(Task to complete)
One number, and no other words, should make up the answer: how many lines of the listing contain the string "RecvTimeoutError".

(Supplied information)
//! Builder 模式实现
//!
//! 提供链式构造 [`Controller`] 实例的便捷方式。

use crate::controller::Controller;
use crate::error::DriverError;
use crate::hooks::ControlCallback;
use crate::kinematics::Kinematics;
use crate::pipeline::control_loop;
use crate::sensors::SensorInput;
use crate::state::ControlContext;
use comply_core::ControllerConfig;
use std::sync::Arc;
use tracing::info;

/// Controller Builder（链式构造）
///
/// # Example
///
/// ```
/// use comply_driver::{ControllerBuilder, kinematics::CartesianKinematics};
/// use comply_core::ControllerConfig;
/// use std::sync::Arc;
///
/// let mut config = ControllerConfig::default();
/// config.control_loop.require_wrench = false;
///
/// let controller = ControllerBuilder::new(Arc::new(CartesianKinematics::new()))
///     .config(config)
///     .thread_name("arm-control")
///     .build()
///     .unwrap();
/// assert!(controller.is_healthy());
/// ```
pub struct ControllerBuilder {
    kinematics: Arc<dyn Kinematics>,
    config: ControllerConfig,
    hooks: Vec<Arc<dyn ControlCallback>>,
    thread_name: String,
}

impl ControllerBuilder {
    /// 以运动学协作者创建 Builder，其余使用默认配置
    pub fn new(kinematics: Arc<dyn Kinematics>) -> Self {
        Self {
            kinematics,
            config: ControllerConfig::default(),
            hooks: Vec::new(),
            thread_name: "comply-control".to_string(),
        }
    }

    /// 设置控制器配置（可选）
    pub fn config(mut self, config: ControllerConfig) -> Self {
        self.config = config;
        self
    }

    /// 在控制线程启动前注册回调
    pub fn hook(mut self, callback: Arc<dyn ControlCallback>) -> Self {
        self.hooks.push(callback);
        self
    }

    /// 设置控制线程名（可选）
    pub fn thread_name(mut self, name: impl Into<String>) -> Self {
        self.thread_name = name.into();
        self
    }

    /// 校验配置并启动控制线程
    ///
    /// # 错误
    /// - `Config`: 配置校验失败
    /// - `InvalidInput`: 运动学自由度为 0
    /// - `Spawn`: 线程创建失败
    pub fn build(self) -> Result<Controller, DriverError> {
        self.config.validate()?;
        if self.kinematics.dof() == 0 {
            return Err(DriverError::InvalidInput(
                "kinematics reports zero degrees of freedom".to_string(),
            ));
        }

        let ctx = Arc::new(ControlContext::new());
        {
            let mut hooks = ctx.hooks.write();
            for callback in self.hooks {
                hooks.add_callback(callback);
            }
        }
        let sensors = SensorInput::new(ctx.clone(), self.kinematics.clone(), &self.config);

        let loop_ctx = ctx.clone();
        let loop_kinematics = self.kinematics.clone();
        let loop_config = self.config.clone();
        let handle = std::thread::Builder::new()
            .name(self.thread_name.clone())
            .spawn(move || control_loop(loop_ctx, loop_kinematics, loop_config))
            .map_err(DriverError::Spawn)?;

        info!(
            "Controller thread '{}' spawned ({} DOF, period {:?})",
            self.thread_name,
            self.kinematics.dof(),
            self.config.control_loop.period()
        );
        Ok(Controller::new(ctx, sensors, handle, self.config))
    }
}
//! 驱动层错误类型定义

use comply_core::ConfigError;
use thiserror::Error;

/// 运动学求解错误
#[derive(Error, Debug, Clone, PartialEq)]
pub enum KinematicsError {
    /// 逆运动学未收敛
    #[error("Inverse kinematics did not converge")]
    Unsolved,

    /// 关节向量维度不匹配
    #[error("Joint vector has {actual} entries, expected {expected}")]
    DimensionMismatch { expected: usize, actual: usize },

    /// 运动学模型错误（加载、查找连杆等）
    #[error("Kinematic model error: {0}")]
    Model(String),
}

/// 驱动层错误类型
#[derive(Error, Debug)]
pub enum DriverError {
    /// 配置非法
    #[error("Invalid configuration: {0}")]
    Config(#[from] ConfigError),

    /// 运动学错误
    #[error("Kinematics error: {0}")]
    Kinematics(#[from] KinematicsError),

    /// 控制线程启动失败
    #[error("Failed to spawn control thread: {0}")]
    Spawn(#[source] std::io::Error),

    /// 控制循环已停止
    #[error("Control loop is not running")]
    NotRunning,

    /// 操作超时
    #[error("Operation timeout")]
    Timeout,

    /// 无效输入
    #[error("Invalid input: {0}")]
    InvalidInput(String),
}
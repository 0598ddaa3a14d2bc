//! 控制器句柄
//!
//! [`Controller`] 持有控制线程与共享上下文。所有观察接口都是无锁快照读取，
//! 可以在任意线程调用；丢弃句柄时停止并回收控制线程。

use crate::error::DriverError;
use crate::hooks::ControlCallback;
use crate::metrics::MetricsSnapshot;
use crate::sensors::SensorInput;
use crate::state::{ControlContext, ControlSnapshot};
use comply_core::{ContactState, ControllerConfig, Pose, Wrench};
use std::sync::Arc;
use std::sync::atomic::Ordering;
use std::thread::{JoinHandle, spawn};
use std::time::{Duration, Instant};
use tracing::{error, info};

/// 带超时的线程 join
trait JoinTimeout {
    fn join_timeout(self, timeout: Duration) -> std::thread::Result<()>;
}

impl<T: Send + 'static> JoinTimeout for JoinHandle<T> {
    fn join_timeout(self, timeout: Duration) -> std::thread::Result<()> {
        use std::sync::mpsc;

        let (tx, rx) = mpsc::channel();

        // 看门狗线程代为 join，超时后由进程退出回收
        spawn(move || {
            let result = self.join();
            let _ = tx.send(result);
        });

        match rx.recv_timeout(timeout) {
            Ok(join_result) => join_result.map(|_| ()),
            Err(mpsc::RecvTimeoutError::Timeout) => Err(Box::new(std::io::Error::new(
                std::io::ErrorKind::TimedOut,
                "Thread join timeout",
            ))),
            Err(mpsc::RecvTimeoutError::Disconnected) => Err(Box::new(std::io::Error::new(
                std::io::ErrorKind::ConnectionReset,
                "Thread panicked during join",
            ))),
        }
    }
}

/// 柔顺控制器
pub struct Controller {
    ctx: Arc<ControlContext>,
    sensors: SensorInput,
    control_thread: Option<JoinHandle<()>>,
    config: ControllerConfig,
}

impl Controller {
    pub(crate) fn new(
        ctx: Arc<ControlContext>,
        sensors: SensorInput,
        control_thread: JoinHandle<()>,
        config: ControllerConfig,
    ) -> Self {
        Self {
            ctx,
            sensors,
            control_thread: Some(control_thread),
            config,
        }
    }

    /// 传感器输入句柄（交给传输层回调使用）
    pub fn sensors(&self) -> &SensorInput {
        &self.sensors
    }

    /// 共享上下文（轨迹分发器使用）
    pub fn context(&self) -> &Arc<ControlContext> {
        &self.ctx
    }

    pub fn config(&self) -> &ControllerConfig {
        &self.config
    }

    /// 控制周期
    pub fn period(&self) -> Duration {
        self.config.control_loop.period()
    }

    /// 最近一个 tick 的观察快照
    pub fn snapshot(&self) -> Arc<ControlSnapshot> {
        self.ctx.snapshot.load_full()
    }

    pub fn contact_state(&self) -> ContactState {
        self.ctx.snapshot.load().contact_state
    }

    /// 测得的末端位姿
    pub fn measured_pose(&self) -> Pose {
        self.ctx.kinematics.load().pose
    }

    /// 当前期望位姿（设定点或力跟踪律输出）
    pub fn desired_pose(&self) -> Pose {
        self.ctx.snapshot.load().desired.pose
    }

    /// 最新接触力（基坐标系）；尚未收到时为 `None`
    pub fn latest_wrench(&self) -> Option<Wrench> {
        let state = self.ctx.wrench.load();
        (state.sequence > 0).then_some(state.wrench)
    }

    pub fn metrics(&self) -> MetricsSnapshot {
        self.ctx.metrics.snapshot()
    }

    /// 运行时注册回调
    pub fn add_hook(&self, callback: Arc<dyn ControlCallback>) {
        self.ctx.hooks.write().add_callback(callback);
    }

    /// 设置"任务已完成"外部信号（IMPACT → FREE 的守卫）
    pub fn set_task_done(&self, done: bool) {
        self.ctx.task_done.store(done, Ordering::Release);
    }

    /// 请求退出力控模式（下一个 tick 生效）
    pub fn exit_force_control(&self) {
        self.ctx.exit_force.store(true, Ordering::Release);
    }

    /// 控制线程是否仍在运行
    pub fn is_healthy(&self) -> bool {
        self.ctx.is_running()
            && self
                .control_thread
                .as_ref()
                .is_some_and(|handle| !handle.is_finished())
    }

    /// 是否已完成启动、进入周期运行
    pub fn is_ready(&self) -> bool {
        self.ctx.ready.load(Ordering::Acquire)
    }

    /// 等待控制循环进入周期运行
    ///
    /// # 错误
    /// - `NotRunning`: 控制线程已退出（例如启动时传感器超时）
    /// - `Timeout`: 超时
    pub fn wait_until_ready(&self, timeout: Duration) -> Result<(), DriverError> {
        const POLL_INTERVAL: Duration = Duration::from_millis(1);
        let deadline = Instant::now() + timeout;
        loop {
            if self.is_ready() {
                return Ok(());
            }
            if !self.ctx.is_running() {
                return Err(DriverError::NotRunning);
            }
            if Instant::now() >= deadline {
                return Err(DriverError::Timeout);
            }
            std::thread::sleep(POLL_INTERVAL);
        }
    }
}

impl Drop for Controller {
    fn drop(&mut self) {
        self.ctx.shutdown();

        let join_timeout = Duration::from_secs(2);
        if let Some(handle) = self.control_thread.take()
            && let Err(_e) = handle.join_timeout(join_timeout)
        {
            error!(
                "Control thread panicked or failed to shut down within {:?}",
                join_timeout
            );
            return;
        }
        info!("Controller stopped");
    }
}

(Task output)
2